Does it mean changing my strategy? No I continue as before with one exception. When interest rates rise, money is shifted from high-growth stocks to other areas. It is what they call a cyclical process.
My portfolio was nearly 10% in non-dividend stocks, with Disney accounting for nearly 5%, and I want to reduce my exposure to millionaires. However, nothing will change in my dividend investment strategy.
I sold Amazon. It was a short trade as I just picked it up last December and sold half of Twilio. There is nothing wrong with the company. Just reducing presence and focusing on Shopify, Disney and Facebook as my non-dividend payers.
I used the funds from Amazon’s sales in my TFSA to buy Microsoft and Costco. Yes, I’ll pay a tiny 15% tax on the dividend, but I’ll make a lot of money on the stock !!! This is one case where you want to look at the forest, not the trees.
My focus is on saving for my TFSA contributions for 2021. Otherwise not a lot of activities.
I don’t sell my winners.

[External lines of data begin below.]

//! DEFLATE block decoding (RFC 1951).
//!
//! Drives the block loop over a [`BitReader`], emitting decoded octets
//! into both the caller's output and the [`SlidingWindow`]. The zlib
//! envelope and checksum live one layer up, in [`crate::zlib`].

use vassago_core::{Error, Result};

use crate::bits::BitReader;
use crate::huffman::{
    fixed_decoders, HuffmanDecoder, CL_CODE_ORDER, DISTANCE_BASE, DISTANCE_EXTRA_BITS,
    LENGTH_BASE, LENGTH_EXTRA_BITS, MAX_DIST_CODES, MAX_LIT_CODES,
};
use crate::window::SlidingWindow;

/// Decode DEFLATE blocks until the final block's end-of-block symbol.
///
/// On return the reader sits just past the last block, unaligned.
pub(crate) fn inflate_blocks(
    reader: &mut BitReader<'_>,
    window: &mut SlidingWindow,
    out: &mut Vec<u8>,
) -> Result<()> {
    loop {
        let bfinal = reader.read_bits(1)? == 1;
        let btype = reader.read_bits(2)?;

        match btype {
            0 => stored_block(reader, window, out)?,
            1 => {
                let (literal, distance) = fixed_decoders()?;
                decode_block(reader, literal, distance, window, out)?;
            }
            2 => {
                let (literal, distance) = dynamic_decoders(reader)?;
                decode_block(reader, &literal, &distance, window, out)?;
            }
            _ => return Err(Error::ReservedBlock),
        }

        if bfinal {
            return Ok(());
        }
    }
}

/// Decode a stored (uncompressed) block body.
fn stored_block(
    reader: &mut BitReader<'_>,
    window: &mut SlidingWindow,
    out: &mut Vec<u8>,
) -> Result<()> {
    reader.align_to_byte()?;

    let len = reader.read_u16()?;
    let nlen = reader.read_u16()?;
    if len ^ nlen != 0xFFFF {
        return Err(Error::StoredLengthMismatch { len, nlen });
    }

    let bytes = reader.read_slice(len as usize)?;
    for &byte in bytes {
        window.push(byte);
    }
    out.extend_from_slice(bytes);
    Ok(())
}

/// Parse a dynamic block header and build its two alphabets (RFC 1951
/// section 3.2.7).
///
/// The literal/length and distance code lengths are themselves Huffman
/// coded by a third, 19-symbol code-length alphabet whose 3-bit lengths
/// arrive in a fixed permuted order.
fn dynamic_decoders(reader: &mut BitReader<'_>) -> Result<(HuffmanDecoder, HuffmanDecoder)> {
    let hlit = reader.read_bits(5)? as usize + 257;
    let hdist = reader.read_bits(5)? as usize + 1;
    let hclen = reader.read_bits(4)? as usize + 4;

    if hlit > MAX_LIT_CODES {
        return Err(Error::InvalidHeader("too many literal/length codes"));
    }
    if hdist > MAX_DIST_CODES {
        return Err(Error::InvalidHeader("too many distance codes"));
    }

    let mut cl_lengths = [0u8; 19];
    for &position in CL_CODE_ORDER.iter().take(hclen) {
        cl_lengths[position] = reader.read_bits(3)? as u8;
    }
    let cl_decoder = HuffmanDecoder::from_lengths(&cl_lengths)?;

    // Run-length decode the combined literal/length + distance lengths.
    let total = hlit + hdist;
    let mut lengths = vec![0u8; total];
    let mut filled = 0;
    while filled < total {
        let symbol = cl_decoder.decode(reader)?;
        match symbol {
            0..=15 => {
                lengths[filled] = symbol as u8;
                filled += 1;
            }
            16 => {
                // Repeat the previously emitted length 3-6 times.
                if filled == 0 {
                    return Err(Error::InvalidRepeat);
                }
                let previous = lengths[filled - 1];
                let run = 3 + reader.read_bits(2)? as usize;
                if filled + run > total {
                    return Err(Error::InvalidRepeat);
                }
                lengths[filled..filled + run].fill(previous);
                filled += run;
            }
            17 => {
                let run = 3 + reader.read_bits(3)? as usize;
                if filled + run > total {
                    return Err(Error::InvalidRepeat);
                }
                filled += run;
            }
            18 => {
                let run = 11 + reader.read_bits(7)? as usize;
                if filled + run > total {
                    return Err(Error::InvalidRepeat);
                }
                filled += run;
            }
            _ => return Err(Error::InvalidCode),
        }
    }

    let literal = HuffmanDecoder::from_lengths(&lengths[..hlit])?;
    let distance = HuffmanDecoder::from_lengths(&lengths[hlit..])?;
    Ok((literal, distance))
}

/// Decode literal/length and distance symbols until end-of-block.
fn decode_block(
    reader: &mut BitReader<'_>,
    literal: &HuffmanDecoder,
    distance: &HuffmanDecoder,
    window: &mut SlidingWindow,
    out: &mut Vec<u8>,
) -> Result<()> {
    loop {
        let symbol = literal.decode(reader)?;

        if symbol < 256 {
            window.push(symbol as u8);
            out.push(symbol as u8);
        } else if symbol == 256 {
            return Ok(());
        } else if symbol <= 285 {
            let index = (symbol - 257) as usize;
            let length = LENGTH_BASE[index] as usize
                + reader.read_bits(LENGTH_EXTRA_BITS[index] as u32)? as usize;

            let dist_symbol = distance.decode(reader)?;
            if dist_symbol as usize >= MAX_DIST_CODES {
                return Err(Error::InvalidDistanceSymbol(dist_symbol));
            }
            let dist_index = dist_symbol as usize;
            let dist = DISTANCE_BASE[dist_index] as usize
                + reader.read_bits(DISTANCE_EXTRA_BITS[dist_index] as u32)? as usize;

            window.copy_match(length, dist, out)?;
        } else {
            // 286 and 287 have fixed-alphabet codewords but no meaning.
            return Err(Error::InvalidSymbol(symbol));
        }
    }
}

That’s a new rule that I’m following, and in fact, I’ve expanded my winners by adding to Microsoft.
It’s one of the realizations I have that selling your winners and adding to your losers just to rebalance keeps money on the table. It’s not like a balance between stocks and fixed income.
What I want to point out is understanding the weaknesses in the Canadian stock market in order to build a strong portfolio. If you look through my portfolio you can see that my US holdings outperform my Canadian holdings. Below is the sector and industry coverage by US and Canadian stocks.

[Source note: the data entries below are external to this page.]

//! Error types for decompression operations.

use thiserror::Error;

/// Result type alias for decompression operations.
pub type Result<T> = core::result::Result<T, Error>;

/// Decompression error types.
///
/// Every variant is fatal to the decode that raised it; no error is
/// recovered locally, and the output visible to the caller after an error
/// is unspecified.
#[derive(Debug, Error)]
pub enum Error {
    /// The bit reader was asked for bits past the end of the input.
    #[error("input exhausted at bit {bit_pos}")]
    TruncatedInput { bit_pos: usize },

    /// Requested sliding-window size is not one of the supported sizes.
    #[error("window size {0} is not supported (must be a power of two in 256..=32768)")]
    InvalidWindowSize(u32),

    /// Preset dictionary is longer than the sliding window.
    #[error("dictionary of {dictionary} bytes exceeds {window} byte window")]
    InvalidDictionarySize { dictionary: usize, window: usize },

    /// Malformed stream header (zlib envelope or dynamic block counts).
    #[error("invalid header: {0}")]
    InvalidHeader(&'static str),

    /// Block type 11 is reserved by RFC 1951.
    #[error("reserved block type")]
    ReservedBlock,

    /// Stored block LEN and NLEN fields are not one's complements.
    #[error("stored block length mismatch: len={len:#06x} nlen={nlen:#06x}")]
    StoredLengthMismatch { len: u16, nlen: u16 },

    /// Literal/length symbol outside the alphabet (286 or 287).
    #[error("invalid literal/length symbol {0}")]
    InvalidSymbol(u16),

    /// Distance symbol outside the alphabet (30 or 31).
    #[error("invalid distance symbol {0}")]
    InvalidDistanceSymbol(u16),

    /// Back-reference distance is zero, exceeds the window, or reaches
    /// past the history written so far.
    #[error("invalid back-reference distance {distance} with {history} bytes of history")]
    InvalidDistance { distance: usize, history: usize },

    /// Back-reference length is zero or exceeds 258.
    #[error("invalid match length {0}")]
    InvalidLength(usize),

    /// A bit sequence did not decode to any symbol within the maximum
    /// code length.
    #[error("bit sequence does not decode to any symbol")]
    InvalidCode,

    /// A code-length table does not describe a valid prefix code.
    #[error("code lengths do not form a valid prefix code")]
    KraftViolation,

    /// Code-length repeat with no previous length, or a repeat that
    /// overruns the combined alphabet size.
    #[error("invalid code length repeat")]
    InvalidRepeat,

    /// Adler-32 of the decoded output does not match the stream trailer.
    #[error("checksum mismatch: expected {expected:#010x}, got {actual:#010x}")]
    DataIntegrity { expected: u32, actual: u32 },

    /// Input bytes remain after the checksum trailer.
    #[error("{0} trailing bytes after checksum")]
    TrailingData(usize),

    /// Caller-provided output buffer cannot hold the decoded data.
    #[error("buffer too small: need {required} bytes, got {provided}")]
    BufferTooSmall { required: usize, provided: usize },
}

impl Error {
    /// Create a truncated-input error at a bit position.
    pub fn truncated(bit_pos: usize) -> Self {
        Error::TruncatedInput { bit_pos }
    }

    /// Create a buffer too small error.
    pub fn buffer_too_small(required: usize, provided: usize) -> Self {
        Error::BufferTooSmall { required, provided }
    }

    /// Get error category for metrics.
    pub fn category(&self) -> &'static str {
        match self {
            Error::TruncatedInput { .. } => "truncated_input",
            Error::InvalidWindowSize(_) => "invalid_window_size",
            Error::InvalidDictionarySize { .. } => "invalid_dictionary_size",
            Error::InvalidHeader(_) => "invalid_header",
            Error::ReservedBlock => "reserved_block",
            Error::StoredLengthMismatch { .. } => "stored_length_mismatch",
            Error::InvalidSymbol(_) => "invalid_symbol",
            Error::InvalidDistanceSymbol(_) => "invalid_distance_symbol",
            Error::InvalidDistance { .. } => "invalid_distance",
            Error::InvalidLength(_) => "invalid_length",
            Error::InvalidCode => "invalid_code",
            Error::KraftViolation => "kraft_violation",
            Error::InvalidRepeat => "invalid_repeat",
            Error::DataIntegrity { .. } => "data_integrity",
            Error::TrailingData(_) => "trailing_data",
            Error::BufferTooSmall { .. } => "buffer_too_small",
        }
    }
}

#[cfg(test)]
mod tests {
    use super::*;

    #[test]
    fn test_display_includes_context() {
        let err = Error::DataIntegrity {
            expected: 0x00420042,
            actual: 1,
        };
        let message = err.to_string();
        assert!(message.contains("0x00420042"));
        assert!(message.contains("0x00000001"));
    }

    #[test]
    fn test_category_is_stable() {
        assert_eq!(Error::truncated(12).category(), "truncated_input");
        assert_eq!(Error::ReservedBlock.category(), "reserved_block");
    }
}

All graphics are simply put together in order to have a clear overview of my portfolio at all times. You too can build a tracker. See how to create yours, step by step.
My dividend income for May 2021 is $ 3,460. My total annual return is approximately 2.00%. It is a dividend growth portfolio for total returns and not a dividend income portfolio for retirement.
I will repeat that it is not important to balance income per month. When you retire SHOULD NOT Live on income month after month. This is just bad personal finance.
you SHOULD You must have at least 1 year of cash to pay the monthly bills and your monthly dividends reschedule your cash so that you have 1 year of cash anytime.